## ENTRIES PROVIDED
%%
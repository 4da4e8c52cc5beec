//! `rcgtk` binary.

use std::process::ExitCode;

use clap::Parser;
use log::{LevelFilter, debug, error, info};
use miette::GraphicalReportHandler;

use rcgtk_cli::{
    Args,
    error_adapter::{render, to_reportables},
};

fn main() -> ExitCode {
    miette::set_panic_hook();

    let args = Args::parse();
    init_logging(&args.log_level);
    debug!(args:?; "Parsed arguments");

    match rcgtk_cli::run(&args) {
        Ok(()) => {
            info!("Conversion completed");
            ExitCode::SUCCESS
        }
        Err(err) => {
            let reporter = GraphicalReportHandler::new();
            for reportable in to_reportables(&err) {
                error!("{}", render(&reporter, &reportable));
            }
            ExitCode::FAILURE
        }
    }
}

fn init_logging(level: &str) {
    let filter = level.parse::<LevelFilter>().unwrap_or_else(|_| {
        eprintln!("Unknown log level `{level}`, falling back to `warn`");
        LevelFilter::Warn
    });

    env_logger::Builder::from_env(env_logger::Env::default())
        .filter_level(filter)
        .init();
    info!(level:? = filter; "Logging initialized");
}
%%
## PROBLEM DESCRIPTION
Copy every line of the listing above exactly.

## COMPLETED TASK
repository 4da4e8c52cc5beec
//! `rcgtk` binary.

use std::process::ExitCode;

use clap::Parser;
use log::{LevelFilter, debug, error, info};
use miette::GraphicalReportHandler;

use rcgtk_cli::{
    Args,
    error_adapter::{render, to_reportables},
};

fn main() -> ExitCode {
    miette::set_panic_hook();

    let args = Args::parse();
    init_logging(&args.log_level);
    debug!(args:?; "Parsed arguments");

    match rcgtk_cli::run(&args) {
        Ok(()) => {
            info!("Conversion completed");
            ExitCode::SUCCESS
        }
        Err(err) => {
            let reporter = GraphicalReportHandler::new();
            for reportable in to_reportables(&err) {
                error!("{}", render(&reporter, &reportable));
            }
            ExitCode::FAILURE
        }
    }
}

fn init_logging(level: &str) {
    let filter = level.parse::<LevelFilter>().unwrap_or_else(|_| {
        eprintln!("Unknown log level `{level}`, falling back to `warn`");
        LevelFilter::Warn
    });

    env_logger::Builder::from_env(env_logger::Env::default())
        .filter_level(filter)
        .init();
    info!(level:? = filter; "Logging initialized");
}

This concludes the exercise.